*** Opening of Given data ***

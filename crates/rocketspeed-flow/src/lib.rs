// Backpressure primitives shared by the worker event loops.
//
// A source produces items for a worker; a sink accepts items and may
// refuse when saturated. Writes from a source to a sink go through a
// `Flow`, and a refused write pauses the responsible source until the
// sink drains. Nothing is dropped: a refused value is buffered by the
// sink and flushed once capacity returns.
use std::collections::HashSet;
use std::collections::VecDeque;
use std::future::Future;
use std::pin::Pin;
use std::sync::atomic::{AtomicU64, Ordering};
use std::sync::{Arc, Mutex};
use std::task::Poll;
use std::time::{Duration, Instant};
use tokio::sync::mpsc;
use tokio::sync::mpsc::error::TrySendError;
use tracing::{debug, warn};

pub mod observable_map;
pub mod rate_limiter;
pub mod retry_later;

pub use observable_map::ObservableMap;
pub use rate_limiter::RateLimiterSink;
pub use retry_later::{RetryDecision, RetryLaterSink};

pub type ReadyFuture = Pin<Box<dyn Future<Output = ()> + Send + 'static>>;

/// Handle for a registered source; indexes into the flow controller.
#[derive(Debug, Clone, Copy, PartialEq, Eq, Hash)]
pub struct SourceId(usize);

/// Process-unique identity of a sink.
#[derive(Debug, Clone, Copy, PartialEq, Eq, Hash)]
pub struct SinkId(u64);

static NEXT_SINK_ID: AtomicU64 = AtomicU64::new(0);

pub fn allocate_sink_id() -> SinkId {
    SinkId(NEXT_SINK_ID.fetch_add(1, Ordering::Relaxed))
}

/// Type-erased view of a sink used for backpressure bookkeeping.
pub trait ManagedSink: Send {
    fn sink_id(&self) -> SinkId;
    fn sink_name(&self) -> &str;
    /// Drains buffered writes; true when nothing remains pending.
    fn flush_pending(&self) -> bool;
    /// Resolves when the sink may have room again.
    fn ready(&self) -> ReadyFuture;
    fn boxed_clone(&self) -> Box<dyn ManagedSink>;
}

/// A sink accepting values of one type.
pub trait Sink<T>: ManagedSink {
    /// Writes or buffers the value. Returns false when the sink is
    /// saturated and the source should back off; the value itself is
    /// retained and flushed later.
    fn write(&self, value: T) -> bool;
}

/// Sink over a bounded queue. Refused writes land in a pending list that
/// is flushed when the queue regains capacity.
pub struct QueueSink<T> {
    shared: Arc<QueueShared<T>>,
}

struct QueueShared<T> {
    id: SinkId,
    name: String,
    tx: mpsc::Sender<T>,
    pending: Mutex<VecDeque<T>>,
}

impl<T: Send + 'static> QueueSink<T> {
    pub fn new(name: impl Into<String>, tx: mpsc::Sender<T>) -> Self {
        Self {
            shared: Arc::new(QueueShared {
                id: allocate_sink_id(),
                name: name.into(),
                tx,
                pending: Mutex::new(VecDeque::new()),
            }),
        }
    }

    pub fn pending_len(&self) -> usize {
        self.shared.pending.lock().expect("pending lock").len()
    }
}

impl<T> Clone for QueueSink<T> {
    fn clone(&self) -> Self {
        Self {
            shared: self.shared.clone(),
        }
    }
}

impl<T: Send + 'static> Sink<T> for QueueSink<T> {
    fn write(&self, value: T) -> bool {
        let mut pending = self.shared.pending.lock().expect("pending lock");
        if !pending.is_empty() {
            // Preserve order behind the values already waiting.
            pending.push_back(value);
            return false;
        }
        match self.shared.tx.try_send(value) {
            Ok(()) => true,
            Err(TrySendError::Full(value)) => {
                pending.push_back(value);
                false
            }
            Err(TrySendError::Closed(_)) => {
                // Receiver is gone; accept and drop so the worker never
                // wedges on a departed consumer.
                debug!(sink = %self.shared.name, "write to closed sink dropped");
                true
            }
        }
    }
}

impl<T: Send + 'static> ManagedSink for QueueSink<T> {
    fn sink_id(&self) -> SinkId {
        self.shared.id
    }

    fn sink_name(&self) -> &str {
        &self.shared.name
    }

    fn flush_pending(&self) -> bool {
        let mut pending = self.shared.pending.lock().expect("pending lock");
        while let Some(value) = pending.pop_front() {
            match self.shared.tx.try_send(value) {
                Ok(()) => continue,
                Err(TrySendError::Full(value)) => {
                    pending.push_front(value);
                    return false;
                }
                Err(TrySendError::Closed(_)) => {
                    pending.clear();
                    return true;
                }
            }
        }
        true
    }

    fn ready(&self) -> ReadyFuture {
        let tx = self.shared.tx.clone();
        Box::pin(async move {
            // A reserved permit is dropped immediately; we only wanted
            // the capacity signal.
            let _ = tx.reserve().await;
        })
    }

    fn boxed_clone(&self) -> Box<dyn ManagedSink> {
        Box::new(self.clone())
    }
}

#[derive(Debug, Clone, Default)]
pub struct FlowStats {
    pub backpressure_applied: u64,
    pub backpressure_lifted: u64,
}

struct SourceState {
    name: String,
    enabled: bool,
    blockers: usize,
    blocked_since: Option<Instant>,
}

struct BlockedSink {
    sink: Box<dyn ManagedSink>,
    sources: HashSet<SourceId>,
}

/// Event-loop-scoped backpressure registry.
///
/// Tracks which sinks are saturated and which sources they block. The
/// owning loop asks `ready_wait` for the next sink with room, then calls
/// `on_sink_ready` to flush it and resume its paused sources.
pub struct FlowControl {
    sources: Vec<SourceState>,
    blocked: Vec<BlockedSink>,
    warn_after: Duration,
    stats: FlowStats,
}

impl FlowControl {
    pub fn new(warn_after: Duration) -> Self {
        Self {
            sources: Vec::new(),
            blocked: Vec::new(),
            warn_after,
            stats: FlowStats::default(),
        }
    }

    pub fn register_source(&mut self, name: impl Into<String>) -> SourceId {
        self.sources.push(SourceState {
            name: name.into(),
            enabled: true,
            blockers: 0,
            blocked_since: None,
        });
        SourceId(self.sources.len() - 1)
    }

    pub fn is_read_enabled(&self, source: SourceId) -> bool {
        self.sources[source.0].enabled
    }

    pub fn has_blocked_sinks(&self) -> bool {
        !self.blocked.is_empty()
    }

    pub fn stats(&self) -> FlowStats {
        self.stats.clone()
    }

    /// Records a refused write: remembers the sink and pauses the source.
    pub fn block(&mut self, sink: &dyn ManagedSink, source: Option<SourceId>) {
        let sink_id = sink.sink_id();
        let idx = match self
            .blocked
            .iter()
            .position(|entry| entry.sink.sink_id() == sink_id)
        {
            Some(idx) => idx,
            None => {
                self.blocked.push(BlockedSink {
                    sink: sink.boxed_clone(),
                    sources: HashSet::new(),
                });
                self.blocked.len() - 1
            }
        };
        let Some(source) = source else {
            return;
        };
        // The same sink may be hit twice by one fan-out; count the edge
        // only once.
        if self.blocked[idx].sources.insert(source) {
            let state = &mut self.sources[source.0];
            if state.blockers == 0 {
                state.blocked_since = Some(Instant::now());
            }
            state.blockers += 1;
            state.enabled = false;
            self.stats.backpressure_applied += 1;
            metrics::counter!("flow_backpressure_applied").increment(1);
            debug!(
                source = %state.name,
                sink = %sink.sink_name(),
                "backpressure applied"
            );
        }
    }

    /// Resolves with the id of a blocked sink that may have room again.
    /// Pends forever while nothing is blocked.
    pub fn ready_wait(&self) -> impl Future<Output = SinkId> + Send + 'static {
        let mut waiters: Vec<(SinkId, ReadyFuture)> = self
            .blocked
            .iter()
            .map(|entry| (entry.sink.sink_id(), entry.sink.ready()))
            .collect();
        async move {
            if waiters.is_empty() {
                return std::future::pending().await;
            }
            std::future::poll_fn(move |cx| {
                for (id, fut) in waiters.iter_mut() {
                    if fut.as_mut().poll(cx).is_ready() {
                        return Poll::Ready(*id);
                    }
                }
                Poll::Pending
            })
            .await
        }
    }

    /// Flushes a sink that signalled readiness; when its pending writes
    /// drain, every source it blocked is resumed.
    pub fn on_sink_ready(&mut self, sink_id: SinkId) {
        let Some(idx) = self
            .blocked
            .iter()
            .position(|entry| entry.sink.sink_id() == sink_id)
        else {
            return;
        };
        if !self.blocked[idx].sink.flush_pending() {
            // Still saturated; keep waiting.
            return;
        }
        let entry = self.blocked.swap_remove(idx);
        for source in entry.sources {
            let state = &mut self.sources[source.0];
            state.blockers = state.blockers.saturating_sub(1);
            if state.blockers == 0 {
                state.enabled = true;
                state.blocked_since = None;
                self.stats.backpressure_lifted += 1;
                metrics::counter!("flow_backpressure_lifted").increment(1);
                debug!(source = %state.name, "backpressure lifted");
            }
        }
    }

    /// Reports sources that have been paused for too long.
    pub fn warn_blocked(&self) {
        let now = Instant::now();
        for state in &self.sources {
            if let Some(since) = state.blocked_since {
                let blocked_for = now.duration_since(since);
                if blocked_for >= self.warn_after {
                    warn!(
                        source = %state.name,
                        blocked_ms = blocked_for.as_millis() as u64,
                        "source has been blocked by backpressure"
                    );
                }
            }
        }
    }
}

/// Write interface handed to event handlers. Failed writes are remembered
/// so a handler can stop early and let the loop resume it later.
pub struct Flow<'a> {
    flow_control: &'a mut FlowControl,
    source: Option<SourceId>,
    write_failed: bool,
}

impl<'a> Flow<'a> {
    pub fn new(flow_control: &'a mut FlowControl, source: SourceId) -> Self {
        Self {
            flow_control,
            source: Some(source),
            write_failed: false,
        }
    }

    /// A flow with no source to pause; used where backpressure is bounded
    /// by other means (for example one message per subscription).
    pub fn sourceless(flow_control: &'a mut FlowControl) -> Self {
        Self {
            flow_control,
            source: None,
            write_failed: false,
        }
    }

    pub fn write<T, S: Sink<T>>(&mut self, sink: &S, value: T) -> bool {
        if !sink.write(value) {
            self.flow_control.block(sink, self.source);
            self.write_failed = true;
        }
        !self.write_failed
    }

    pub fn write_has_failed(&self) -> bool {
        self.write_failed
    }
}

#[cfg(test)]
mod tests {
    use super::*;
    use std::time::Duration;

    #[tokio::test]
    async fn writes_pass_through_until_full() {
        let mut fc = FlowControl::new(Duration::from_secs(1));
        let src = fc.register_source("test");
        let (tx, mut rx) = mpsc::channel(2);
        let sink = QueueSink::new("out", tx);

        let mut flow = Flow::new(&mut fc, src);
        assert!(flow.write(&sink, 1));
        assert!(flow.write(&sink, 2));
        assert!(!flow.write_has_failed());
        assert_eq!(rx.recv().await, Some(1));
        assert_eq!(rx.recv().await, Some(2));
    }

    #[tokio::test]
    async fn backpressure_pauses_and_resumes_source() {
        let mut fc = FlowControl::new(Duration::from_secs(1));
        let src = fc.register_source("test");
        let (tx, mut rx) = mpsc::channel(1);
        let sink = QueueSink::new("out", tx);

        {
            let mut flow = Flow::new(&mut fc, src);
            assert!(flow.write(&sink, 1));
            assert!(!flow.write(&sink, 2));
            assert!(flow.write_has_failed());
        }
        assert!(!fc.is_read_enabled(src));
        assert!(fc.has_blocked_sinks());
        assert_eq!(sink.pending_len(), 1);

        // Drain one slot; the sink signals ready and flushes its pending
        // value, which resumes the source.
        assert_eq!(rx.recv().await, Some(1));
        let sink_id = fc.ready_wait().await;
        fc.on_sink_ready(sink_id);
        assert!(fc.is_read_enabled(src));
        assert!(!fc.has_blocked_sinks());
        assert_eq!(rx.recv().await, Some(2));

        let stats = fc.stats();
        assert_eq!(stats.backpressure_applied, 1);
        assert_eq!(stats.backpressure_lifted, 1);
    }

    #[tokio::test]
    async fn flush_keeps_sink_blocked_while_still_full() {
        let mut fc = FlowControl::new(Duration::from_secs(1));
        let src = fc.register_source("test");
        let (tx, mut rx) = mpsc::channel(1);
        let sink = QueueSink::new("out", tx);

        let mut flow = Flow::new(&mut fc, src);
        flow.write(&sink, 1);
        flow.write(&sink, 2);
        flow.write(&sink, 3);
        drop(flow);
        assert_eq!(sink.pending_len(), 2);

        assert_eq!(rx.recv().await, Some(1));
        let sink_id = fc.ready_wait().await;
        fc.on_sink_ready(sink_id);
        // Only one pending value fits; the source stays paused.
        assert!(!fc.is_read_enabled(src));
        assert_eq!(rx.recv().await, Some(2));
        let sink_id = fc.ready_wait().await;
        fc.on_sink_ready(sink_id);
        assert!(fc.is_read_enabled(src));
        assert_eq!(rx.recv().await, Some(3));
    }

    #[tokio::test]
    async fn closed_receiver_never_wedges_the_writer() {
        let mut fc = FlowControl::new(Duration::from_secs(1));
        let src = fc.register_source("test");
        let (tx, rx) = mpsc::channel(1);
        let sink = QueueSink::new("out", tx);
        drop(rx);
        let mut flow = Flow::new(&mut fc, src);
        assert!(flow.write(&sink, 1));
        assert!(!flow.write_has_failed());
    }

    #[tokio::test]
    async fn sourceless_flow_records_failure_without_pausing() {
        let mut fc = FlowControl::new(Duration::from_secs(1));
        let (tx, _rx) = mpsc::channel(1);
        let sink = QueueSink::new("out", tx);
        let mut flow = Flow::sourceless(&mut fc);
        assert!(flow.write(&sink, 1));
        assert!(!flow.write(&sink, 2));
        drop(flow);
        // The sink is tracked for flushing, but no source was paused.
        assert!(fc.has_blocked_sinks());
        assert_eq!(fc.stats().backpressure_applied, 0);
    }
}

*** Close of Given data ***
*** Opening of Given data ***

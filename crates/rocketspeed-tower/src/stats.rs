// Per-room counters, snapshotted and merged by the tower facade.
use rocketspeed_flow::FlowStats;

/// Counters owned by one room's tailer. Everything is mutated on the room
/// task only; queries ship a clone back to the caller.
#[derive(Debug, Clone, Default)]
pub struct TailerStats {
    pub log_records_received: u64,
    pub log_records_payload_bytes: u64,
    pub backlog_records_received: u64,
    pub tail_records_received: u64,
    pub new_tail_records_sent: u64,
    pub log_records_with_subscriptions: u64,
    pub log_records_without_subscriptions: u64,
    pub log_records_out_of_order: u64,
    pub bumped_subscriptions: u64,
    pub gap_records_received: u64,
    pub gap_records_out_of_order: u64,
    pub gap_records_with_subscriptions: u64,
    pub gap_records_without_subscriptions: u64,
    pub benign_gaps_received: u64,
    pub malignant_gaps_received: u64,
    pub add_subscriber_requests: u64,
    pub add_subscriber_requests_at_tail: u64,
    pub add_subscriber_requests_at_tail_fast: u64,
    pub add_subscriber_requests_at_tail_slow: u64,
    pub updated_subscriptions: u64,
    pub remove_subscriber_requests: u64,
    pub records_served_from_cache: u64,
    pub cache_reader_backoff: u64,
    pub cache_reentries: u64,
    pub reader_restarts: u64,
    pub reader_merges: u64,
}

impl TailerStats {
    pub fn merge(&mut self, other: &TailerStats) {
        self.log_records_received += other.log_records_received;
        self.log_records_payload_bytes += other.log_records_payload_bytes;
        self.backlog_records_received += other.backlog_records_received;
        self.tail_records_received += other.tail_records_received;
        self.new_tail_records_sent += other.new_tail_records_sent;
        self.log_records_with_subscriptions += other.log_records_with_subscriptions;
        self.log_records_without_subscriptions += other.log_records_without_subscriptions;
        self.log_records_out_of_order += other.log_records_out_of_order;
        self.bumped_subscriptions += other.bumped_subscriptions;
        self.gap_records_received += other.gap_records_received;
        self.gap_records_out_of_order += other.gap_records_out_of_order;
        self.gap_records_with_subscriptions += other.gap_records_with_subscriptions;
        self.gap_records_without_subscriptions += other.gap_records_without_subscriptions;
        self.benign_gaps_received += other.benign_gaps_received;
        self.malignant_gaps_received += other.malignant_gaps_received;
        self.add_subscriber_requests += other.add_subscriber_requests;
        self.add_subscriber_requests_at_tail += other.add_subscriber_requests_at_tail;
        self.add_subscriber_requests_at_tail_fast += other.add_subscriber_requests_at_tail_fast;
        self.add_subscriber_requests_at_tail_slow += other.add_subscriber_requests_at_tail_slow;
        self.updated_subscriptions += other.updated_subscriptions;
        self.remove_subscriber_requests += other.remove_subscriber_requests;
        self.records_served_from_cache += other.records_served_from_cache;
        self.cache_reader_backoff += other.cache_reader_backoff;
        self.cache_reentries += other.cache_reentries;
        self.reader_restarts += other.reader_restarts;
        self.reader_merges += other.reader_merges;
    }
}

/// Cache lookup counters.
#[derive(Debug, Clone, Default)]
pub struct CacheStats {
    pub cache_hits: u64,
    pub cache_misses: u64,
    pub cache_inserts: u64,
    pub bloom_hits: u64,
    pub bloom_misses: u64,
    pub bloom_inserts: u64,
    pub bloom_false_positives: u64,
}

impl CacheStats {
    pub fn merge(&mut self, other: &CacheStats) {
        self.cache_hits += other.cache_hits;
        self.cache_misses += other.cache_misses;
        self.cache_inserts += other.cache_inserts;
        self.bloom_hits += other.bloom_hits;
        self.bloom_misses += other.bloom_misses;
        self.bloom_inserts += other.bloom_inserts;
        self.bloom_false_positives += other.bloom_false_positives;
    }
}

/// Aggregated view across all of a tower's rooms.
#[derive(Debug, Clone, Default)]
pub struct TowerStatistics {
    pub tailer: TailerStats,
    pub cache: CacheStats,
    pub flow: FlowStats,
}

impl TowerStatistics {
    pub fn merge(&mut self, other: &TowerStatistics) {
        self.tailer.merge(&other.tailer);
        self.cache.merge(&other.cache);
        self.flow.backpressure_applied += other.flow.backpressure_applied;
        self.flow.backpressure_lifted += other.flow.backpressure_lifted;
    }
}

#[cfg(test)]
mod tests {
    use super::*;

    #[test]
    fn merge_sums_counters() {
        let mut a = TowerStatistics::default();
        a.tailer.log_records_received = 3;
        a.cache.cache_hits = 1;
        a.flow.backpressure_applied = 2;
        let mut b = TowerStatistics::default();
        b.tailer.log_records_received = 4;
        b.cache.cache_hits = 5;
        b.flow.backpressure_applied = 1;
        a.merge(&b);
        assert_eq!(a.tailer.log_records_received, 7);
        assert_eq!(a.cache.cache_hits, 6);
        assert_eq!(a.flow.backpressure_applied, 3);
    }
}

*** Close of Given data ***

What to work on -
Every line in the data above that contains the word "channel" counts; report how many there are and nothing more.

Answer space -
5